%%
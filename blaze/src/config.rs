//! Gateway configuration, loaded from a RON file.

use std::path::{Path, PathBuf};

use blaze_api::ApiConfig;
use blaze_common::logging::LogConfig;
use blaze_delivery::{RelayConfig, VerifyConfig};
use blaze_smtp::SmtpConfig;
use serde::Deserialize;
use thiserror::Error;

/// Environment variables that override secrets from the file
pub const SMTP_PASSWORD_ENV: &str = "BLAZE_SMTP_PASSWORD";
pub const RELAY_PASSWORD_ENV: &str = "BLAZE_RELAY_PASSWORD";
pub const VERIFIED_PASSWORD_ENV: &str = "BLAZE_VERIFIED_PASSWORD";
pub const JWT_SECRET_ENV: &str = "BLAZE_JWT_SECRET";

#[derive(Debug, Error)]
pub enum ConfigError {
    #[error("Failed to read config from {}: {source}", path.display())]
    Read {
        path: PathBuf,
        source: std::io::Error,
    },

    #[error("Failed to parse config {}: {source}", path.display())]
    Parse {
        path: PathBuf,
        source: ron::error::SpannedError,
    },

    #[error("Invalid configuration: {}", .0.join("; "))]
    Invalid(Vec<String>),
}

#[derive(Debug, Clone, Deserialize)]
pub struct Config {
    pub smtp: SmtpConfig,
    pub relay: RelayConfig,
    #[serde(default)]
    pub verify: VerifyConfig,
    #[serde(default)]
    pub api: ApiConfig,
    #[serde(default)]
    pub log: LogConfig,
    /// Plain TCP for both the listener and upstream connections
    #[serde(default)]
    pub development_mode: bool,
}

impl Config {
    /// Read `path`, apply secrets from the environment and validate.
    ///
    /// # Errors
    ///
    /// Fails if the file can't be read or parsed, or the result is invalid.
    pub fn load(path: &Path) -> Result<Self, ConfigError> {
        Self::load_with(path, |key| std::env::var(key).ok())
    }

    /// [`load`](Self::load), looking overrides up with `lookup`.
    ///
    /// # Errors
    ///
    /// See [`load`](Self::load).
    pub fn load_with(
        path: &Path,
        lookup: impl Fn(&str) -> Option<String>,
    ) -> Result<Self, ConfigError> {
        let config = Self::read_with(path, lookup)?;
        config.validate()?;
        Ok(config)
    }

    /// Read `path` and apply secrets from the environment, without
    /// validating.
    ///
    /// # Errors
    ///
    /// Fails if the file can't be read or parsed.
    pub fn read(path: &Path) -> Result<Self, ConfigError> {
        Self::read_with(path, |key| std::env::var(key).ok())
    }

    fn read_with(path: &Path, lookup: impl Fn(&str) -> Option<String>) -> Result<Self, ConfigError> {
        let content = std::fs::read_to_string(path).map_err(|source| ConfigError::Read {
            path: path.to_path_buf(),
            source,
        })?;

        let mut config: Self = ron::from_str(&content).map_err(|source| ConfigError::Parse {
            path: path.to_path_buf(),
            source,
        })?;

        config.apply_overrides(lookup);
        Ok(config)
    }

    /// Replace secrets with any values `lookup` finds. Empty values are
    /// ignored.
    pub fn apply_overrides(&mut self, lookup: impl Fn(&str) -> Option<String>) {
        let lookup = |key: &str| lookup(key).filter(|value| !value.is_empty());

        if let Some(password) = lookup(SMTP_PASSWORD_ENV) {
            self.smtp.credentials.password = password;
        }
        if let Some(password) = lookup(RELAY_PASSWORD_ENV) {
            self.relay.default.password = password;
        }
        if let Some(password) = lookup(VERIFIED_PASSWORD_ENV) {
            self.relay.verified.password = password;
        }
        if let Some(secret) = lookup(JWT_SECRET_ENV) {
            self.api.jwt_secret = secret;
        }
    }

    /// Check that everything required to run is present.
    ///
    /// # Errors
    ///
    /// [`ConfigError::Invalid`] listing every problem found.
    pub fn validate(&self) -> Result<(), ConfigError> {
        let mut problems = Vec::new();
        let mut require = |ok: bool, problem: &str| {
            if !ok {
                problems.push(problem.to_string());
            }
        };

        require(self.smtp.listen.port() != 0, "SMTP port is required");
        require(!self.smtp.hostname.trim().is_empty(), "SMTP hostname is required");
        require(
            self.smtp.credentials.is_complete(),
            "SMTP username and password are required",
        );
        require(
            self.smtp.limits.max_message_size > 0,
            "maximum message size is required",
        );
        require(
            self.smtp.limits.max_line_length > 0,
            "maximum line length is required",
        );
        require(
            self.smtp.limits.max_recipients > 0,
            "maximum recipient count is required",
        );
        require(
            self.development_mode || self.smtp.tls.is_some(),
            "TLS certificate and key are required outside development mode",
        );

        require(!self.relay.host.trim().is_empty(), "relay host is required");
        require(self.relay.port != 0, "relay port is required");
        require(
            self.relay.default.credentials().is_complete(),
            "default relay username and password are required",
        );
        require(
            self.relay.verified.credentials().is_complete(),
            "verified relay username and password are required",
        );

        require(self.api.listen.port() != 0, "API port is required");
        require(!self.api.jwt_secret.is_empty(), "JWT secret is required");
        require(
            self.api.rate_limit.requests_per_second > 0.0 && self.api.rate_limit.burst > 0,
            "rate limit is required",
        );

        if problems.is_empty() {
            Ok(())
        } else {
            Err(ConfigError::Invalid(problems))
        }
    }
}

#[cfg(test)]
#[allow(clippy::unwrap_used, clippy::expect_used)]
mod tests {
    use std::{collections::HashMap, io::Write};

    use blaze_common::TrustPolicy;
    use pretty_assertions::assert_eq;

    use super::*;

    const MINIMAL: &str = r#"(
        smtp: (
            listen: "127.0.0.1:2525",
            hostname: "mx.gateway.test",
            credentials: (username: "submit", password: "from-file"),
        ),
        relay: (
            host: "smtp.upstream.test",
            default: (username: "relay", password: "relay-secret"),
            verified: (username: "verified", password: "verified-secret"),
        ),
        api: (
            listen: "127.0.0.1:8080",
            jwt_secret: "file-secret",
        ),
        development_mode: true,
    )"#;

    fn write(content: &str) -> tempfile::NamedTempFile {
        let mut file = tempfile::NamedTempFile::new().unwrap();
        file.write_all(content.as_bytes()).unwrap();
        file
    }

    #[test]
    fn loads_with_defaults() {
        let file = write(MINIMAL);
        let config = Config::load_with(file.path(), |_| None).unwrap();

        assert_eq!(config.smtp.hostname, "mx.gateway.test");
        assert_eq!(config.relay.port, 465);
        assert_eq!(config.verify.sender_policy, TrustPolicy::MxOnly);
        assert_eq!(config.verify.domain_policy, TrustPolicy::All);
        assert_eq!(config.api.max_subject_len, 78);
        assert_eq!(config.api.rate_limit.sweep_interval_secs, 600);
        assert!(config.development_mode);
    }

    #[test]
    fn environment_overrides_secrets() {
        let file = write(MINIMAL);
        let env = HashMap::from([
            (SMTP_PASSWORD_ENV, "from-env"),
            (JWT_SECRET_ENV, "env-secret"),
            (RELAY_PASSWORD_ENV, ""),
        ]);

        let config = Config::load_with(file.path(), |key| {
            env.get(key).map(|value| (*value).to_string())
        })
        .unwrap();

        assert_eq!(config.smtp.credentials.password, "from-env");
        assert_eq!(config.api.jwt_secret, "env-secret");
        // Empty values don't clear what the file set
        assert_eq!(config.relay.default.password, "relay-secret");
        assert_eq!(config.relay.verified.password, "verified-secret");
    }

    #[test]
    fn missing_secrets_are_reported_together() {
        let content = MINIMAL
            .replace(r#"jwt_secret: "file-secret","#, "")
            .replace(r#"password: "relay-secret""#, r#"password: """#);
        let file = write(&content);

        let err = Config::load_with(file.path(), |_| None).unwrap_err();
        let ConfigError::Invalid(problems) = err else {
            panic!("expected validation failure, got {err}");
        };

        assert_eq!(
            problems,
            vec![
                "default relay username and password are required".to_string(),
                "JWT secret is required".to_string(),
            ]
        );
    }

    #[test]
    fn zero_limits_are_rejected() {
        let content = MINIMAL.replace(
            r#"credentials: (username: "submit", password: "from-file"),"#,
            r#"credentials: (username: "submit", password: "from-file"),
            limits: (max_line_length: 0, max_recipients: 0),"#,
        );
        let file = write(&content);

        let err = Config::load_with(file.path(), |_| None).unwrap_err();
        let ConfigError::Invalid(problems) = err else {
            panic!("expected validation failure, got {err}");
        };

        assert_eq!(
            problems,
            vec![
                "maximum line length is required".to_string(),
                "maximum recipient count is required".to_string(),
            ]
        );
    }

    #[test]
    fn tls_required_outside_development() {
        let content = MINIMAL.replace("development_mode: true", "development_mode: false");
        let file = write(&content);

        let err = Config::load_with(file.path(), |_| None).unwrap_err();
        assert!(err.to_string().contains("TLS certificate and key are required"));
    }

    #[test]
    fn read_skips_validation() {
        let content = MINIMAL.replace("development_mode: true", "development_mode: false");
        let file = write(&content);

        let mut config = Config::read(file.path()).unwrap();
        assert!(config.validate().is_err());

        config.development_mode = true;
        config.validate().unwrap();
    }

    #[test]
    fn bundled_example_is_valid_with_secrets() {
        let path = Path::new(env!("CARGO_MANIFEST_DIR")).join("../blaze.ron");
        let config = Config::load_with(&path, |_| Some("secret".to_string())).unwrap();

        assert_eq!(config.smtp.limits.max_message_size, 10 * 1024 * 1024);
        assert_eq!(config.api.users.len(), 1);
        assert!(!config.development_mode);
    }

    #[test]
    fn unreadable_and_malformed_files() {
        let err = Config::load_with(Path::new("/nonexistent/blaze.ron"), |_| None).unwrap_err();
        assert!(matches!(err, ConfigError::Read { .. }));

        let file = write("(smtp: ");
        let err = Config::load_with(file.path(), |_| None).unwrap_err();
        assert!(matches!(err, ConfigError::Parse { .. }));
    }
}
%%
▶ [Instructions to follow]: Using the records above, count the lines containing "RelayConfig". Give no words besides the number.

▶ [Written reply]: 2